Work to complete
Retrieve each line that contains the word "ReportError" from the entries below.

Data in this exercise
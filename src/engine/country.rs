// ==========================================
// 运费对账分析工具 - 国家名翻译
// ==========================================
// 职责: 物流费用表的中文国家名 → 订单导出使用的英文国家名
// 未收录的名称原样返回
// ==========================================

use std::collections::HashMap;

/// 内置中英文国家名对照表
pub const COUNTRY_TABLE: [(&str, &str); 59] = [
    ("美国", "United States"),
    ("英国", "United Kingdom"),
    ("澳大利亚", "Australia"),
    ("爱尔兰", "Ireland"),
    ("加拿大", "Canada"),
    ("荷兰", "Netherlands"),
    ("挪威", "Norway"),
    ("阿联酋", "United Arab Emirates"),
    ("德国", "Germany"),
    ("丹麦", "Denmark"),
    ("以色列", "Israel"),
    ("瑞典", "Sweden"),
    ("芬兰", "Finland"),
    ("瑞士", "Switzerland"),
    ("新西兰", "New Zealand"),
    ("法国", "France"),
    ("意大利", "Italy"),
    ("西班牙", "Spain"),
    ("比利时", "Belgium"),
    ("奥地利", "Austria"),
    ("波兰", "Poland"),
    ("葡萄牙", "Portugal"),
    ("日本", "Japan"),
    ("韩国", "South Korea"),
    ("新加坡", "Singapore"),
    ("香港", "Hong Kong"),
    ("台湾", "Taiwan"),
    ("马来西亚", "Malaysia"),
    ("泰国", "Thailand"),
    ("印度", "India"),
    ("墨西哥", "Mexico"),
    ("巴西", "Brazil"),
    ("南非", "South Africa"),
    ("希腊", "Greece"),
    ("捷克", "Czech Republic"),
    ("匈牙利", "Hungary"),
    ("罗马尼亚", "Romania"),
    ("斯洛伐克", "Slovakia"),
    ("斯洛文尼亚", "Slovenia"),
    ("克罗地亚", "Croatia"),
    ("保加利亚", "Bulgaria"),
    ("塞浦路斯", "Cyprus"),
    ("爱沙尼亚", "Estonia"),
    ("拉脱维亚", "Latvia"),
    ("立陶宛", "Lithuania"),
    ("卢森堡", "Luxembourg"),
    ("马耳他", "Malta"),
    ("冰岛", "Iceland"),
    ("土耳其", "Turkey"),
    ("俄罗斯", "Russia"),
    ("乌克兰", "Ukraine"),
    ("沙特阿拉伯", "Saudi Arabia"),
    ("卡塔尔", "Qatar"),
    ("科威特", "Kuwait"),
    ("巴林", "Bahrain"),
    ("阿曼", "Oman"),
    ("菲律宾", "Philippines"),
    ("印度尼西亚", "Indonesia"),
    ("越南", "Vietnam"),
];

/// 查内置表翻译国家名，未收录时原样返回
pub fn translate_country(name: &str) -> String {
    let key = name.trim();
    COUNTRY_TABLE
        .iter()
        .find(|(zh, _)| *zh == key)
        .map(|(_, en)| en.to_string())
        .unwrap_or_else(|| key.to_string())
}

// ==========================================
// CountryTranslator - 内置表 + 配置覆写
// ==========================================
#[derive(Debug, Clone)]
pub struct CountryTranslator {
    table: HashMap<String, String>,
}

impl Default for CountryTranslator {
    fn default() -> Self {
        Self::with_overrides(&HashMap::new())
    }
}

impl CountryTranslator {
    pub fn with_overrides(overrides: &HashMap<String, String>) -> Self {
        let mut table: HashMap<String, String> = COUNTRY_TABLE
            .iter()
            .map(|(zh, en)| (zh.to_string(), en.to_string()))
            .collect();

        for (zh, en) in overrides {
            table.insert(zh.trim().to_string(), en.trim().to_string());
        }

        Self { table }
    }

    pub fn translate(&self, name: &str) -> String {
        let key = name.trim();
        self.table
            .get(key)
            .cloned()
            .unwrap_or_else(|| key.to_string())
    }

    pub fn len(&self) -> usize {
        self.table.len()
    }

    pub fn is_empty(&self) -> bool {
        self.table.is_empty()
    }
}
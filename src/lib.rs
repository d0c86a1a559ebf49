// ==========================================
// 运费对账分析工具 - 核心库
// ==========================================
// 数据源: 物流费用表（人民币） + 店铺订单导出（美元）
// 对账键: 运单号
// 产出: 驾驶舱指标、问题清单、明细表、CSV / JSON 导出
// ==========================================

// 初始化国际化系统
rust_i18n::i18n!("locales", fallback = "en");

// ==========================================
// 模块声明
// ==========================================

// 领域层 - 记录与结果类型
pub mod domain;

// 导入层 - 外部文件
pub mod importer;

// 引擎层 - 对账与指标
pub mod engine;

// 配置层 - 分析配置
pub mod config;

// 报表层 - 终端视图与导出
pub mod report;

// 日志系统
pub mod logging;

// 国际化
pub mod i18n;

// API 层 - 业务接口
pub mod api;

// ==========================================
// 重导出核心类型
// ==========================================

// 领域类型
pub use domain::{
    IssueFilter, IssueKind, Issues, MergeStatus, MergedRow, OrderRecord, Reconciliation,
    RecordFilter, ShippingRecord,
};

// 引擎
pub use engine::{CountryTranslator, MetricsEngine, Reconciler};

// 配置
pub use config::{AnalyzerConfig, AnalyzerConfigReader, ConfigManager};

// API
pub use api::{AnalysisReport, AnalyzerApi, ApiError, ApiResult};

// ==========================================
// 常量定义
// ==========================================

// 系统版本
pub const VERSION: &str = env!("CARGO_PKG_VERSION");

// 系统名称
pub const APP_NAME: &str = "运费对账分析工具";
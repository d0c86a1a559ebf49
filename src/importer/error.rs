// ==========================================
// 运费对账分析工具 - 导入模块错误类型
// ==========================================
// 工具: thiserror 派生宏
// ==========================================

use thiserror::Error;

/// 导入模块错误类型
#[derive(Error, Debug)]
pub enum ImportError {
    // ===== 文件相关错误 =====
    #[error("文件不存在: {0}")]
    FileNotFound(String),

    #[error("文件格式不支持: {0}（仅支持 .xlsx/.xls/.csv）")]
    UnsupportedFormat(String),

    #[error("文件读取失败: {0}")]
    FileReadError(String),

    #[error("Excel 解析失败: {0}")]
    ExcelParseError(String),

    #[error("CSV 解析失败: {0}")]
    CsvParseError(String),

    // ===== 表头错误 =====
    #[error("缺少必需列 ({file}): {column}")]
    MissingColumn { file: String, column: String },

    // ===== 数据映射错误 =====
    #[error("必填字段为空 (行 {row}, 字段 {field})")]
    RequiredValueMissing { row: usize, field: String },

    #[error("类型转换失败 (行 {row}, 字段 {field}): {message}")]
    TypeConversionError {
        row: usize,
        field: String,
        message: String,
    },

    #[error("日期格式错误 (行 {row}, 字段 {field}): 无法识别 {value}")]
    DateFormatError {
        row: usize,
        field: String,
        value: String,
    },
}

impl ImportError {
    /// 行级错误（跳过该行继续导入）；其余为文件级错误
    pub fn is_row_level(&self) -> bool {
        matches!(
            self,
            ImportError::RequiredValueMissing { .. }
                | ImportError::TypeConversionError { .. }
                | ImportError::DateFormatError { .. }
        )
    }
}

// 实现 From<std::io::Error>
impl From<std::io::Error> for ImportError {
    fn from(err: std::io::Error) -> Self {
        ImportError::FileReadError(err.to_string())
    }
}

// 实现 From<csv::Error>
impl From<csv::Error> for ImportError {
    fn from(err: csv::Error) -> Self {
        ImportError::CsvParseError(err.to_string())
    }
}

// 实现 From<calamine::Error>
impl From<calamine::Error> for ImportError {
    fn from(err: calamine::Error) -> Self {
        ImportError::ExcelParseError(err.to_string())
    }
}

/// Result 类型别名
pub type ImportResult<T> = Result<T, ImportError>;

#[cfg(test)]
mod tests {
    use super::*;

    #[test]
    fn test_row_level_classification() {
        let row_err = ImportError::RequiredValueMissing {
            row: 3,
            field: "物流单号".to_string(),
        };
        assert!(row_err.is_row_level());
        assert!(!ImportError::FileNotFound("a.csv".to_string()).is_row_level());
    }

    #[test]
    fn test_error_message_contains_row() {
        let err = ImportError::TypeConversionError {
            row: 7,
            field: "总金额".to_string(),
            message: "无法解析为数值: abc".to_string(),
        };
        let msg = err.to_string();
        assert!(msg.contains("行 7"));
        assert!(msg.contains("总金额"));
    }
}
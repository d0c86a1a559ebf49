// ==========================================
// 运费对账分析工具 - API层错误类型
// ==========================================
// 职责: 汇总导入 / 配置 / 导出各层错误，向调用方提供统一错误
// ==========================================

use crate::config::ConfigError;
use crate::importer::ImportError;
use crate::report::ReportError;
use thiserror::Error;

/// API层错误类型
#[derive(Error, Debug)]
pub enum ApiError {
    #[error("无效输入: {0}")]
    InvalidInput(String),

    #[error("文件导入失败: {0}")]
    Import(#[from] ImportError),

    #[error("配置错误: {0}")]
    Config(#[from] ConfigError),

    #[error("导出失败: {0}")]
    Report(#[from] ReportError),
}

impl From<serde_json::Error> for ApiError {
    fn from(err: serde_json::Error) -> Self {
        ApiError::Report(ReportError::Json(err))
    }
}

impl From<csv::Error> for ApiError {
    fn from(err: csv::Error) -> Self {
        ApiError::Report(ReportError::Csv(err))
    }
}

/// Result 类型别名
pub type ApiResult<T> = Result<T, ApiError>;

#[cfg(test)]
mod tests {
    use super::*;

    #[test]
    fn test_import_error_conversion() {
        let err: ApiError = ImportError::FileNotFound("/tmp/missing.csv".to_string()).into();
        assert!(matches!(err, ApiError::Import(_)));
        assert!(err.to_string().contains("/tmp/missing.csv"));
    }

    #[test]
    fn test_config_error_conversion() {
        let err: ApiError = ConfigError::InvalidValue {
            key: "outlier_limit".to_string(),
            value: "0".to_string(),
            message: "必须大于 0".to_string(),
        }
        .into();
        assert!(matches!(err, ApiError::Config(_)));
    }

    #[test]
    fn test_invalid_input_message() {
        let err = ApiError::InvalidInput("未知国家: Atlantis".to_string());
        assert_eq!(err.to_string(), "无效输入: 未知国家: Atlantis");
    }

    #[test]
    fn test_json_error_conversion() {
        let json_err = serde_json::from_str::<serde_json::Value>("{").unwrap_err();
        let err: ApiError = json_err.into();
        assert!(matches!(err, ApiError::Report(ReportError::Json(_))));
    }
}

Output for this exercise
use crate::report::ReportError;
    Report(#[from] ReportError),
        ApiError::Report(ReportError::Json(err))
        ApiError::Report(ReportError::Csv(err))
        assert!(matches!(err, ApiError::Report(ReportError::Json(_))));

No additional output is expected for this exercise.